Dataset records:
################

//! Sub-agent manager: spawns isolated, tool-restricted child agent turns.
//!
//! Grounded on the teacher's `CronService` (an owned, mutex-guarded
//! collection with deterministic mutation) for the `id -> state` table,
//! and on `AgentLoop::process_direct` as the turn primitive a child agent
//! drives through its own restricted [`ToolRegistry`]. Cancellation races
//! a timeout fuse via a `biased` `tokio::select!`, the same primitive the
//! teacher's `cron` re-arming loop uses for its own wakeups.

use std::collections::HashMap;
use std::sync::Arc;
use std::time::Duration;

use async_trait::async_trait;
use chrono::{DateTime, Utc};
use tokio::sync::Mutex;
use tokio_util::sync::CancellationToken;
use tracing::{info, warn};
use uuid::Uuid;

use crate::agent::{AgentConfig, AgentLoop, ProcessOptions};
use crate::bus::events::SessionKey;
use crate::history::{ConversationMessage, Role};
use crate::provider::{LlmProvider, SharedProvider};
use crate::tools::ToolRegistry;

/// Default wall-clock budget for a spawned sub-agent turn.
pub const DEFAULT_TIMEOUT_SECS: u64 = 300;
/// At most this many terminal states are retained; oldest `completed_at`
/// evicted first.
pub const RETENTION_CAP: usize = 50;

/// Tools no sub-agent spec may ever inherit, regardless of its allow-list:
/// spawning further sub-agents, scheduling cron jobs, and messaging
/// channels directly remain reserved to the parent agent.
pub const GLOBALLY_BLOCKED_TOOLS: &[&str] =
    &["spawn_subagent", "schedule_task", "list_schedules", "cancel_schedule"];

/// The seven tools the default `general` preset allows.
pub const GENERAL_PRESET_TOOLS: &[&str] =
    &["shell_exec", "read_file", "write_file", "edit_file", "list_dir", "web_search", "web_fetch"];

/// A named bundle identifying a sub-agent persona.
#[derive(Debug, Clone)]
pub struct SubagentSpec {
    pub name: String,
    pub system_prompt: String,
    pub tool_allow_list: Vec<String>,
    pub model: Option<String>,
    pub max_iterations: Option<u32>,
}

impl SubagentSpec {
    /// The default persona: a generalist with the seven core tools.
    pub fn general() -> Self {
        Self {
            name: "general".into(),
            system_prompt: "You are a focused sub-agent completing one bounded task on \
                 behalf of a parent agent. Work efficiently, use only the tools available \
                 to you, and clearly state your result when you're done."
                .into(),
            tool_allow_list: GENERAL_PRESET_TOOLS.iter().map(|s| s.to_string()).collect(),
            model: None,
            max_iterations: None,
        }
    }

    /// This spec's allow-list with globally blocked tool names removed.
    fn effective_allow_list(&self) -> Vec<&str> {
        self.tool_allow_list
            .iter()
            .map(String::as_str)
            .filter(|name| !GLOBALLY_BLOCKED_TOOLS.contains(name))
            .collect()
    }
}

/// Lookup table of named specs. `resolve` falls back to `general` for any
/// name it doesn't recognize — the spec names `researcher` and other
/// presets without enumerating their allow-lists, so those are left to be
/// supplied by configuration via [`SpecRegistry::register`].
#[derive(Clone)]
pub struct SpecRegistry {
    specs: HashMap<String, SubagentSpec>,
}

impl SpecRegistry {
    pub fn new() -> Self {
        let mut specs = HashMap::new();
        let general = SubagentSpec::general();
        specs.insert(general.name.clone(), general);
        Self { specs }
    }

    pub fn register(&mut self, spec: SubagentSpec) {
        self.specs.insert(spec.name.clone(), spec);
    }

    /// Resolve a spec by name, falling back to `general` for unknown names.
    pub fn resolve(&self, name: &str) -> SubagentSpec {
        self.specs.get(name).cloned().unwrap_or_else(SubagentSpec::general)
    }
}

impl Default for SpecRegistry {
    fn default() -> Self {
        Self::new()
    }
}

#[derive(Debug, Clone, Copy, PartialEq, Eq)]
pub enum SubagentStatus {
    Running,
    Completed,
    Failed,
    Cancelled,
}

/// Point-in-time snapshot of one sub-agent's lifecycle.
#[derive(Debug, Clone)]
pub struct SubagentState {
    pub id: String,
    pub task: String,
    pub status: SubagentStatus,
    pub result: Option<String>,
    pub error: Option<String>,
    pub started_at: DateTime<Utc>,
    pub completed_at: Option<DateTime<Utc>>,
    pub origin_channel: Option<String>,
    pub origin_chat_id: Option<String>,
    pub spec_name: String,
}

/// What the caller hands [`SubagentManager::spawn`] to start a child turn.
pub struct SpawnOptions {
    pub task: String,
    pub spec_name: String,
    /// Rendered `"User: …\nAssistant: …"` block — see [`format_parent_context`].
    pub parent_context: Option<String>,
    pub memory_context: Option<String>,
    pub origin_channel: Option<String>,
    pub origin_chat_id: Option<String>,
    pub timeout: Option<Duration>,
}
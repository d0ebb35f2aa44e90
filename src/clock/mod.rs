//! Clock domains and conversion into the canonical timebase

pub mod converter;
pub mod time;

pub use converter::{
    ClockConverter, ClockSnapshot, HostClock, MediaClock, SystemHostClock, SystemWallClock,
    WallClock,
};
pub use time::{CanonicalTime, ClockDomain, ClockSample, MediaTime};
//! Capture sources
//!
//! Sources push frames, audio and sensor events through a [`CaptureSink`],
//! which stamps them on the canonical timebase and hands them to the
//! recorder.

pub mod sink;
pub mod traits;

pub use sink::CaptureSink;
pub use traits::{CaptureSource, SourceKind};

################

Instructions to follow: Output, please, only the lines running from the start of the entries through the line that contains "a child agent", including both of those lines.

Completed exercise:
//! Sub-agent manager: spawns isolated, tool-restricted child agent turns.
//!
//! Grounded on the teacher's `CronService` (an owned, mutex-guarded
//! collection with deterministic mutation) for the `id -> state` table,
//! and on `AgentLoop::process_direct` as the turn primitive a child agent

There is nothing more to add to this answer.